Extracted material
######

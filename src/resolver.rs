//! The view resolution engine.
//!
//! A query is classified by source address into a client group, the group's
//! zone entry for the query name is turned into a CNAME, and for any other
//! query type the alias target is delegated to the upstream. Upstream answers
//! are passed through untouched, whatever their response code.

use crate::acl::canonical_ip;
use crate::error::ResolveError;
use crate::snapshot::{ConfigSnapshot, SnapshotStore};
use crate::upstream::Upstream;
use crate::zones::{normalize, MatchMode, ZoneEntry};
use hickory_proto::rr::{rdata, DNSClass, Name, RData, Record, RecordType};
use serde::Deserialize;
use std::net::IpAddr;
use std::sync::Arc;
use tokio::task::JoinSet;
use tokio::time::{timeout_at, Instant};
use tracing::{debug, info, warn};

#[derive(Debug, Clone, PartialEq)]
pub enum Resolution {
    /// CNAME first, then whatever the upstream returned for the target.
    Answer(Vec<Record>),
    /// Not our query: no client group or no zone entry.
    NoMatch,
}

/// How client groups are searched.
///
/// `FanOut` races one task per group and prefix and answers with the first
/// success. It does not preserve first-match-wins ordering: a later group can
/// win the race when groups overlap.
#[derive(Debug, Clone, Copy, Default, PartialEq, Eq, Deserialize)]
#[serde(rename_all = "kebab-case")]
pub enum Dispatch {
    #[default]
    Sequential,
    FanOut,
}

#[derive(Clone)]
pub struct ViewResolver {
    store: Arc<SnapshotStore>,
    upstream: Arc<dyn Upstream>,
    mode: MatchMode,
    dispatch: Dispatch,
}

impl ViewResolver {
    pub fn new(store: Arc<SnapshotStore>, upstream: Arc<dyn Upstream>) -> Self {
        Self {
            store,
            upstream,
            mode: MatchMode::default(),
            dispatch: Dispatch::default(),
        }
    }

    pub fn with_match_mode(mut self, mode: MatchMode) -> Self {
        self.mode = mode;
        self
    }

    pub fn with_dispatch(mut self, dispatch: Dispatch) -> Self {
        if dispatch == Dispatch::FanOut {
            warn!("dispatch fan-out activo: el orden de grupos deja de garantizar first-match-wins");
        }
        self.dispatch = dispatch;
        self
    }

    /// The whole query runs against the snapshot current at entry, even if a
    /// reload publishes a new one meanwhile.
    pub async fn resolve(
        &self,
        src: IpAddr,
        qname: &Name,
        qtype: RecordType,
        qclass: DNSClass,
        deadline: Instant,
    ) -> Result<Resolution, ResolveError> {
        let snapshot = self.store.current();
        match self.dispatch {
            Dispatch::Sequential => {
                self.resolve_sequential(&snapshot, src, qname, qtype, qclass, deadline)
                    .await
            }
            Dispatch::FanOut => {
                let q = Arc::new(FanOutQuery {
                    snapshot,
                    upstream: self.upstream.clone(),
                    mode: self.mode,
                    src: canonical_ip(src),
                    qname: qname.clone(),
                    qkey: normalize(&qname.to_ascii()),
                    qtype,
                    qclass,
                    deadline,
                });
                resolve_fan_out(q).await
            }
        }
    }

    async fn resolve_sequential(
        &self,
        snapshot: &ConfigSnapshot,
        src: IpAddr,
        qname: &Name,
        qtype: RecordType,
        qclass: DNSClass,
        deadline: Instant,
    ) -> Result<Resolution, ResolveError> {
        let Some((group, prefix)) = snapshot.acl.classify_with_prefix(src) else {
            debug!(%src, %qname, "sin grupo de cliente");
            return Ok(Resolution::NoMatch);
        };
        info!(group = group.name(), %src, %prefix, %qname, "cliente reconocido");

        let Some(entry) = snapshot
            .zones
            .lookup(group.name(), &qname.to_ascii(), self.mode)
        else {
            debug!(group = group.name(), %qname, "sin zona para el nombre");
            return Ok(Resolution::NoMatch);
        };
        debug!(
            group = group.name(),
            kind = ?entry.kind,
            ttl = entry.ttl,
            target = %entry.value,
            "zona encontrada"
        );

        synthesize(self.upstream.as_ref(), entry, qname, qtype, qclass, deadline).await
    }
}

/// CNAME for `qname` -> `entry.value`, plus the upstream's records for the
/// target unless the query itself asked for CNAME.
async fn synthesize(
    upstream: &dyn Upstream,
    entry: &ZoneEntry,
    qname: &Name,
    qtype: RecordType,
    qclass: DNSClass,
    deadline: Instant,
) -> Result<Resolution, ResolveError> {
    let target = Name::from_ascii(&entry.value).map_err(|e| ResolveError::InvalidTarget {
        value: entry.value.clone(),
        detail: e.to_string(),
    })?;

    let mut cname = Record::from_rdata(
        qname.clone(),
        entry.ttl,
        RData::CNAME(rdata::CNAME(target.clone())),
    );
    cname.set_dns_class(qclass);

    let mut answers = vec![cname];

    if qtype != RecordType::CNAME {
        match timeout_at(deadline, upstream.resolve(&target, qtype)).await {
            Ok(Ok(extra)) => answers.extend(extra),
            // aporta vacío; nunca se inventa una respuesta sustituta
            Ok(Err(e)) => warn!(error = %e, target = %target, "upstream falló"),
            Err(_) => {
                return Err(ResolveError::DeadlineExceeded {
                    target: entry.value.clone(),
                })
            }
        }
    }

    if answers.is_empty() {
        return Ok(Resolution::NoMatch);
    }
    Ok(Resolution::Answer(answers))
}

struct FanOutQuery {
    snapshot: Arc<ConfigSnapshot>,
    upstream: Arc<dyn Upstream>,
    mode: MatchMode,
    src: IpAddr,
    qname: Name,
    qkey: String,
    qtype: RecordType,
    qclass: DNSClass,
    deadline: Instant,
}

type WorkerResult = Result<Option<Vec<Record>>, ResolveError>;

/// One task per group, each with one task per prefix. The first answer is
/// returned and the remaining tasks are aborted when their `JoinSet` drops.
/// NoMatch only after every task has finished.
async fn resolve_fan_out(q: Arc<FanOutQuery>) -> Result<Resolution, ResolveError> {
    let mut groups = JoinSet::new();
    for gi in 0..q.snapshot.acl.len() {
        groups.spawn(group_worker(q.clone(), gi));
    }

    while let Some(joined) = groups.join_next().await {
        match joined {
            Ok(Ok(Some(answers))) => return Ok(Resolution::Answer(answers)),
            Ok(Ok(None)) => {}
            Ok(Err(e)) => warn!(error = %e, qname = %q.qname, "worker de grupo falló"),
            Err(e) => warn!(error = %e, qname = %q.qname, "worker de grupo abortado"),
        }
    }

    debug!(src = %q.src, qname = %q.qname, "ningún grupo respondió");
    Ok(Resolution::NoMatch)
}

async fn group_worker(q: Arc<FanOutQuery>, gi: usize) -> WorkerResult {
    let prefix_count = q.snapshot.acl.groups()[gi].prefixes().len();

    let mut prefixes = JoinSet::new();
    for pi in 0..prefix_count {
        prefixes.spawn(prefix_worker(q.clone(), gi, pi));
    }

    let mut failure = None;
    while let Some(joined) = prefixes.join_next().await {
        match joined {
            Ok(Ok(Some(answers))) => return Ok(Some(answers)),
            Ok(Ok(None)) => {}
            Ok(Err(e)) => {
                warn!(error = %e, "worker de prefijo falló");
                failure.get_or_insert(e);
            }
            Err(e) => {
                failure.get_or_insert(ResolveError::Worker(e.to_string()));
            }
        }
    }

    match failure {
        Some(e) => Err(e),
        None => Ok(None),
    }
}

async fn prefix_worker(q: Arc<FanOutQuery>, gi: usize, pi: usize) -> WorkerResult {
    let group = &q.snapshot.acl.groups()[gi];
    let prefix = &group.prefixes()[pi];
    if !prefix.contains(&q.src) {
        return Ok(None);
    }
    info!(group = group.name(), src = %q.src, %prefix, qname = %q.qname, "cliente reconocido");

    let Some(entry) = q
        .snapshot
        .zones
        .group(group.name())
        .and_then(|z| z.lookup(&q.qkey, q.mode))
    else {
        return Ok(None);
    };
    debug!(
        group = group.name(),
        kind = ?entry.kind,
        ttl = entry.ttl,
        target = %entry.value,
        "zona encontrada"
    );

    let resolution = synthesize(
        q.upstream.as_ref(),
        entry,
        &q.qname,
        q.qtype,
        q.qclass,
        q.deadline,
    )
    .await?;

    Ok(match resolution {
        Resolution::Answer(answers) => Some(answers),
        Resolution::NoMatch => None,
    })
}
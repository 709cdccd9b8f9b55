use thiserror::Error;

/// Fallos a nivel de lote: ningún snapshot se publica si aparece uno.
#[derive(Debug, Error)]
pub enum LoadError {
    #[error("no pude obtener {source_name}: {detail}")]
    SourceFetch { source_name: String, detail: String },

    #[error("documento inválido en {source_name}: {detail}")]
    ConfigParse { source_name: String, detail: String },
}

/// Problemas de una sola fila; se saltan y el lote continúa.
#[derive(Debug, Clone, PartialEq, Eq)]
pub enum RowIssue {
    UnknownRecordType {
        group: String,
        name: String,
        kind: String,
    },
    InvalidCidr {
        group: String,
        prefix: String,
        detail: String,
    },
    InvalidTtl {
        group: String,
        name: String,
        ttl: String,
    },
    MissingField {
        group: String,
        name: String,
        field: &'static str,
    },
}

impl std::fmt::Display for RowIssue {
    fn fmt(&self, f: &mut std::fmt::Formatter<'_>) -> std::fmt::Result {
        match self {
            RowIssue::UnknownRecordType { group, name, kind } => {
                write!(f, "tipo desconocido {kind:?} para {name} (grupo {group})")
            }
            RowIssue::InvalidCidr {
                group,
                prefix,
                detail,
            } => write!(f, "prefijo inválido {prefix:?} en grupo {group}: {detail}"),
            RowIssue::InvalidTtl { group, name, ttl } => {
                write!(f, "ttl inválido {ttl} para {name} (grupo {group})")
            }
            RowIssue::MissingField { group, name, field } => {
                write!(f, "falta {field} en fila {name:?} (grupo {group})")
            }
        }
    }
}

#[derive(Debug, Error)]
pub enum UpstreamError {
    #[error("upstream: error de transporte resolviendo {target}: {detail}")]
    Transport { target: String, detail: String },
}

/// Errores internos del motor de vistas. Distintos de NoMatch, pero el
/// llamador también debe pasar la consulta al siguiente handler.
#[derive(Debug, Error)]
pub enum ResolveError {
    #[error("deadline vencido esperando al upstream para {target}")]
    DeadlineExceeded { target: String },

    #[error("destino CNAME inválido {value:?}: {detail}")]
    InvalidTarget { value: String, detail: String },

    #[error("worker de vista falló: {0}")]
    Worker(String),
}

/// Errores de arranque / configuración del proceso.
#[derive(Debug, Error)]
pub enum ViewError {
    #[error("falta argumento requerido: {0}")]
    MissingSource(&'static str),

    #[error("configuración inválida: {0}")]
    InvalidConfig(String),

    #[error(transparent)]
    Load(#[from] LoadError),
}
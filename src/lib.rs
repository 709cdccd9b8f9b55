//! Split-horizon DNS views.
//!
//! Queries are classified by source address into named client groups; each
//! group maps query names to its own CNAME target, which is then optionally
//! resolved through an upstream. Group and record tables are reloaded
//! periodically from local files or HTTP endpoints and swapped atomically.

pub mod acl;
pub mod chain;
pub mod config;
pub mod error;
pub mod handler;
pub mod loader;
pub mod reload;
pub mod resolver;
pub mod snapshot;
pub mod source;
pub mod upstream;
pub mod zones;
use candle_core::backprop::GradStore;
use candle_core::{DType, Device, Error, Result, Tensor, Var};
use std::collections::HashMap;

pub const ADAM_STEP_KEY: &str = "adam.step";

/// Adam hyperparameters
#[derive(Clone, Copy, Debug)]
pub struct AdamConfig {
    pub learning_rate: f64,
    pub beta_1: f64,
    pub beta_2: f64,
    pub epsilon: f64,
}

impl Default for AdamConfig {
    fn default() -> Self {
        Self {
            learning_rate: 1e-3,
            beta_1: 0.9,
            beta_2: 0.999,
            epsilon: 1e-6,
        }
    }
}

struct AdamSlot {
    name: String,
    param: Var,
    m: Var,
    v: Var,
}

/// Adam whose moment buffers are keyed by parameter name, so they can
/// be written to and read back from a checkpoint.
///
/// lr_t = lr * sqrt(1 - β2^t) / (1 - β1^t)
/// θ <- θ - lr_t * m / (sqrt(v) + ε)
pub struct Adam {
    slots: Vec<AdamSlot>,
    config: AdamConfig,
    step_t: u32,
}

impl Adam {
    pub fn new(params: Vec<(String, Var)>, config: AdamConfig) -> Result<Self> {
        let slots = params
            .into_iter()
            .map(|(name, param)| {
                let t = param.as_tensor();
                let m = Var::zeros(t.shape(), t.dtype(), t.device())?;
                let v = Var::zeros(t.shape(), t.dtype(), t.device())?;
                Ok(AdamSlot { name, param, m, v })
            })
            .collect::<Result<Vec<_>>>()?;

        Ok(Self {
            slots,
            config,
            step_t: 0,
        })
    }

    pub fn learning_rate(&self) -> f64 {
        self.config.learning_rate
    }

    pub fn set_learning_rate(&mut self, lr: f64) {
        self.config.learning_rate = lr;
    }

    pub fn num_steps(&self) -> u32 {
        self.step_t
    }

    pub fn num_params(&self) -> usize {
        self.slots.len()
    }

    /// Apply one update from `grads`; parameters without a gradient are
    /// left untouched
    pub fn step(&mut self, grads: &GradStore) -> Result<()> {
        self.step_t += 1;
        let AdamConfig {
            learning_rate,
            beta_1,
            beta_2,
            epsilon,
        } = self.config;
        let t = self.step_t as i32;
        let lr_t = learning_rate * (1. - beta_2.powi(t)).sqrt() / (1. - beta_1.powi(t));

        for slot in self.slots.iter() {
            let theta = slot.param.as_tensor();
            if let Some(g) = grads.get(theta) {
                let m = slot
                    .m
                    .as_tensor()
                    .affine(beta_1, 0.)?
                    .add(&g.affine(1. - beta_1, 0.)?)?;
                let v = slot
                    .v
                    .as_tensor()
                    .affine(beta_2, 0.)?
                    .add(&g.sqr()?.affine(1. - beta_2, 0.)?)?;
                let delta = m.div(&v.sqrt()?.affine(1., epsilon)?)?.affine(lr_t, 0.)?;
                slot.param.set(&theta.sub(&delta)?.detach())?;
                slot.m.set(&m.detach())?;
                slot.v.set(&v.detach())?;
            }
        }
        Ok(())
    }

    pub fn backward_step(&mut self, loss: &Tensor) -> Result<()> {
        let grads = loss.backward()?;
        self.step(&grads)
    }

    /// `adam.m.{name}`, `adam.v.{name}` and the step counter
    pub fn state_tensors(&self, device: &Device) -> Result<Vec<(String, Tensor)>> {
        let mut ret = Vec::with_capacity(2 * self.slots.len() + 1);
        for slot in self.slots.iter() {
            ret.push((format!("adam.m.{}", slot.name), slot.m.as_tensor().clone()));
            ret.push((format!("adam.v.{}", slot.name), slot.v.as_tensor().clone()));
        }
        ret.push((
            ADAM_STEP_KEY.to_string(),
            Tensor::new(&[self.step_t], device)?,
        ));
        Ok(ret)
    }

    /// Check that `tensors` carries a complete state for this optimizer
    pub fn check_state(&self, tensors: &HashMap<String, Tensor>) -> Result<()> {
        for slot in self.slots.iter() {
            for key in [format!("adam.m.{}", slot.name), format!("adam.v.{}", slot.name)] {
                let t = tensors
                    .get(&key)
                    .ok_or_else(|| Error::Msg(format!("missing optimizer state {}", key)))?;
                if t.dims() != slot.param.as_tensor().dims() {
                    candle_core::bail!(
                        "optimizer state {} has shape {:?}, expected {:?}",
                        key,
                        t.dims(),
                        slot.param.as_tensor().dims()
                    );
                }
            }
        }
        if !tensors.contains_key(ADAM_STEP_KEY) {
            candle_core::bail!("missing optimizer state {}", ADAM_STEP_KEY);
        }
        Ok(())
    }

    /// Overwrite moments and step counter; call `check_state` first to
    /// avoid a half-loaded state
    pub fn load_state(&mut self, tensors: &HashMap<String, Tensor>) -> Result<()> {
        self.check_state(tensors)?;
        for slot in self.slots.iter() {
            let dtype = slot.param.as_tensor().dtype();
            let device = slot.param.as_tensor().device();
            for (key, var) in [
                (format!("adam.m.{}", slot.name), &slot.m),
                (format!("adam.v.{}", slot.name), &slot.v),
            ] {
                if let Some(t) = tensors.get(&key) {
                    var.set(&t.to_dtype(dtype)?.to_device(device)?)?;
                }
            }
        }
        if let Some(step) = tensors.get(ADAM_STEP_KEY) {
            self.step_t = step
                .to_dtype(DType::U32)?
                .flatten_all()?
                .to_vec1::<u32>()?
                .first()
                .copied()
                .unwrap_or(0);
        }
        Ok(())
    }
}

#[cfg(test)]
mod tests {
    use super::*;
    use candle_core::DType;

    #[test]
    fn test_first_step_moves_by_learning_rate() -> Result<()> {
        let dev = Device::Cpu;
        let w = Var::new(&[1f32, -2.], &dev)?;
        let config = AdamConfig {
            learning_rate: 0.1,
            ..Default::default()
        };
        let mut adam = Adam::new(vec![("w".to_string(), w.clone())], config)?;

        // d/dw sum(w^2) = 2w; the first bias-corrected step is ~lr * sign(g)
        let loss = w.as_tensor().sqr()?.sum_all()?;
        adam.backward_step(&loss)?;

        let v = w.as_tensor().to_vec1::<f32>()?;
        assert!((v[0] - 0.9).abs() < 1e-4, "{:?}", v);
        assert!((v[1] + 1.9).abs() < 1e-4, "{:?}", v);
        assert_eq!(adam.num_steps(), 1);
        Ok(())
    }

    #[test]
    fn test_minimizes_quadratic() -> Result<()> {
        let dev = Device::Cpu;
        let w = Var::new(&[3f32, -4., 0.5], &dev)?;
        let config = AdamConfig {
            learning_rate: 0.05,
            ..Default::default()
        };
        let mut adam = Adam::new(vec![("w".to_string(), w.clone())], config)?;
        for _ in 0..500 {
            let loss = w.as_tensor().sqr()?.sum_all()?;
            adam.backward_step(&loss)?;
        }
        let norm = w.as_tensor().sqr()?.sum_all()?.to_scalar::<f32>()?;
        assert!(norm < 5e-2, "norm {}", norm);
        Ok(())
    }

    #[test]
    fn test_state_round_trip() -> Result<()> {
        let dev = Device::Cpu;
        let w = Var::new(&[1f32, 2., 3.], &dev)?;
        let mut adam = Adam::new(vec![("w".to_string(), w.clone())], AdamConfig::default())?;
        for _ in 0..3 {
            adam.backward_step(&w.as_tensor().sqr()?.sum_all()?)?;
        }
        let state: HashMap<String, Tensor> = adam.state_tensors(&dev)?.into_iter().collect();
        assert_eq!(state.len(), 3);
        assert_eq!(state[ADAM_STEP_KEY].dtype(), DType::U32);

        let w2 = Var::new(&[0f32, 0., 0.], &dev)?;
        let mut other = Adam::new(vec![("w".to_string(), w2)], AdamConfig::default())?;
        other.load_state(&state)?;
        assert_eq!(other.num_steps(), 3);

        let m1 = state["adam.m.w"].to_vec1::<f32>()?;
        let reloaded: HashMap<String, Tensor> = other.state_tensors(&dev)?.into_iter().collect();
        assert_eq!(reloaded["adam.m.w"].to_vec1::<f32>()?, m1);
        Ok(())
    }

    #[test]
    fn test_incomplete_state_is_rejected() -> Result<()> {
        let dev = Device::Cpu;
        let w = Var::new(&[1f32], &dev)?;
        let mut adam = Adam::new(vec![("w".to_string(), w)], AdamConfig::default())?;
        let mut state = HashMap::new();
        state.insert("adam.m.w".to_string(), Tensor::new(&[0f32], &dev)?);
        assert!(adam.load_state(&state).is_err());
        assert_eq!(adam.num_steps(), 0);
        Ok(())
    }
}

######

Brief
Return all lines of the material above in which "NoMatch" occurs.

Exercise response
    NoMatch,
            return Ok(Resolution::NoMatch);
            return Ok(Resolution::NoMatch);
        return Ok(Resolution::NoMatch);
/// NoMatch only after every task has finished.
    Ok(Resolution::NoMatch)
        Resolution::NoMatch => None,
/// Errores internos del motor de vistas. Distintos de NoMatch, pero el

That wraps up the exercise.